Pope Paul VI meets Patriarch Athenagoras (1964)

Despite various doctrinal disputes and heretical sects in the third and fourth centuries, for its first thousand years, Christianity was largely a united front. However, a fissure had been slowly growing between East and West. This rift was mostly cultural and political: the East spoke Greek, the West Latin. Eastern bishops were tightly affiliated with the Roman Emperor; the West was more independent. The East had close contact with Islam; the West was mostly shielded from this. Some theological disputes existed, such as the use of the word "filioque" in the Nicene Creed or the proper response to iconoclasm. Finally, there was dispute about the role of the Pope. The West saw the Pope as the leader of the world's Christians; the East recognized the Pope as primes inter pares among bishops, but no more.

Political, cultural, and theological tensions continued to develop and eventually the two Churches split in what is called the Great Schism. The precipitating event took place in 1054 when a Roman cardinal named Humbert of Silva Candida excommunicated the Ecumenical Patriarch Michael Cerularius, who excommunicated him in response.
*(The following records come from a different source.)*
//! Supervisor for one compute child process.
//!
//! The child reads one JSON request per line on stdin and answers on stdout
//! with diagnostic chatter followed by a single `RESULT:<float>` or
//! `EXCEPTION` line. Its stderr is inherited so its logs land next to ours.
//!
//! A child that exits, closes its pipes or times out is never restarted:
//! the supervisor moves to [`SupervisorState::Terminated`] and every later
//! call fails.

use std::process::Stdio;
use std::time::Duration;

use ab_core::Model;
use ab_core::protocol::{self, Frame, RankRequest};
use async_trait::async_trait;
use tokio::io::{AsyncBufReadExt, AsyncWriteExt, BufReader};
use tokio::process::{Child, ChildStdin, ChildStdout, Command};
use tracing::{debug, error, info, warn};

use super::{ComputeCommand, Ranker};
use crate::error::ComputeError;

#[derive(Debug, Clone, Copy, PartialEq, Eq)]
pub enum SupervisorState {
    NotStarted,
    Running,
    /// At least one call has completed
    Ready,
    Terminated,
}

pub struct ComputeSupervisor {
    model: Model,
    device: String,
    command: ComputeCommand,
    rank_timeout: Option<Duration>,
    state: SupervisorState,
    process: Option<Child>,
    stdin: Option<ChildStdin>,
    stdout: Option<BufReader<ChildStdout>>,
}

impl ComputeSupervisor {
    pub fn new(model: Model, device: impl Into<String>, command: ComputeCommand) -> Self {
        Self {
            model,
            device: device.into(),
            command,
            rank_timeout: None,
            state: SupervisorState::NotStarted,
            process: None,
            stdin: None,
            stdout: None,
        }
    }

    /// Upper bound for a single call; expiry terminates the child.
    pub fn with_rank_timeout(mut self, timeout: Option<Duration>) -> Self {
        self.rank_timeout = timeout;
        self
    }

    pub fn state(&self) -> SupervisorState {
        self.state
    }

    pub fn device(&self) -> &str {
        &self.device
    }

    pub fn pid(&self) -> Option<u32> {
        self.process.as_ref().and_then(Child::id)
    }

    /// Spawn the child process. Must be called from within a tokio runtime.
    pub fn start(&mut self) -> Result<(), ComputeError> {
        match self.state {
            SupervisorState::NotStarted => {}
            SupervisorState::Terminated => {
                return Err(ComputeError::Terminated(self.model.id().to_string()));
            }
            SupervisorState::Running | SupervisorState::Ready => return Ok(()),
        }

        let args = self.command.resolve_args(&self.model, &self.device);
        info!(
            model = %self.model,
            device = %self.device,
            program = %self.command.program,
            ?args,
            "Starting compute process"
        );

        let mut child = Command::new(&self.command.program)
            .args(&args)
            .stdin(Stdio::piped())
            .stdout(Stdio::piped())
            .stderr(Stdio::inherit())
            .kill_on_drop(true)
            .spawn()
            .map_err(|e| {
                self.state = SupervisorState::Terminated;
                ComputeError::Spawn(e)
            })?;

        self.stdin = child.stdin.take();
        self.stdout = child.stdout.take().map(BufReader::new);
        info!(pid = ?child.id(), model = %self.model, "Compute process spawned");

        self.process = Some(child);
        self.state = SupervisorState::Running;
        Ok(())
    }

    /// Send one request and wait for its terminal line.
    ///
    /// Takes `&mut self`: the pipe has no request ids, so only one call may be
    /// in flight.
    pub async fn rank(&mut self, request: &RankRequest) -> Result<f64, ComputeError> {
        match self.state {
            SupervisorState::NotStarted => self.start()?,
            SupervisorState::Terminated => {
                return Err(ComputeError::Terminated(self.model.id().to_string()));
            }
            SupervisorState::Running | SupervisorState::Ready => {}
        }

        let result = match self.rank_timeout {
            Some(limit) => match tokio::time::timeout(limit, self.exchange(request)).await {
                Ok(result) => result,
                Err(_) => Err(ComputeError::Timeout(limit)),
            },
            None => self.exchange(request).await,
        };

        match &result {
            Ok(score) => {
                debug!(model = %self.model, score, "Compute call finished");
                self.state = SupervisorState::Ready;
            }
            Err(e) if e.is_fatal() => {
                error!(model = %self.model, error = %e, "Compute process lost");
                self.terminate().await;
            }
            Err(e) => warn!(model = %self.model, error = %e, "Compute call failed"),
        }
        result
    }

    async fn exchange(&mut self, request: &RankRequest) -> Result<f64, ComputeError> {
        let line = protocol::encode_request(request)?;

        let stdin = self
            .stdin
            .as_mut()
            .ok_or_else(|| ComputeError::Crashed("stdin is closed".into()))?;
        stdin
            .write_all(line.as_bytes())
            .await
            .map_err(|e| ComputeError::Crashed(format!("write to compute process failed: {e}")))?;
        stdin
            .flush()
            .await
            .map_err(|e| ComputeError::Crashed(format!("flush to compute process failed: {e}")))?;

        // Lines are raw bytes: progress bars and stray output need not be UTF-8.
        let mut buf = Vec::new();
        loop {
            buf.clear();
            let read = match self.stdout.as_mut() {
                Some(out) => out.read_until(b'\n', &mut buf).await?,
                None => 0,
            };
            if read == 0 {
                return Err(ComputeError::Crashed(self.exit_description()));
            }

            let line = String::from_utf8_lossy(&buf);
            match protocol::decode_line(&line)? {
                Frame::Result(score) => return Ok(score),
                Frame::Exception => return Err(ComputeError::Exception),
                Frame::Diagnostic(text) => debug!(model = %self.model, "{text}"),
            }
        }
    }

    fn exit_description(&mut self) -> String {
        match self.process.as_mut().map(Child::try_wait) {
            Some(Ok(Some(status))) => status.to_string(),
            _ => "stdout closed".to_string(),
        }
    }

    async fn terminate(&mut self) {
        self.stdin = None;
        self.stdout = None;
        if let Some(mut child) = self.process.take() {
            if let Err(e) = child.kill().await {
                warn!(model = %self.model, error = %e, "Failed to kill compute process");
            }
        }
        self.state = SupervisorState::Terminated;
    }

    /// Kill the child and wait for it to exit. There is no graceful handshake.
    pub async fn shutdown(&mut self) {
        if self.process.is_some() {
            info!(model = %self.model, pid = ?self.pid(), "Stopping compute process");
        }
        self.terminate().await;
    }
}

#[async_trait]
impl Ranker for ComputeSupervisor {
    fn model(&self) -> &Model {
        &self.model
    }

    async fn rank(&mut self, request: &RankRequest) -> Result<f64, ComputeError> {
        ComputeSupervisor::rank(self, request).await
    }

    async fn shutdown(&mut self) {
        ComputeSupervisor::shutdown(self).await
    }
}

impl Drop for ComputeSupervisor {
    fn drop(&mut self) {
        // Not awaited: Drop cannot block.
        if let Some(child) = self.process.as_mut() {
            debug!(model = %self.model, pid = ?child.id(), "Dropping compute supervisor");
            let _ = child.start_kill();
        }
    }
}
This is traditionally pointed to as the moment the East and West formally separated, although the excommunications actually only applied to the individuals in question, and the average Christian would have been unaware of any split.

The Church in the West became known as the Catholic Church (or often the Roman Catholic Church, due to the Pope's seat in Rome) and the Church in the East became known as the Orthodox Church.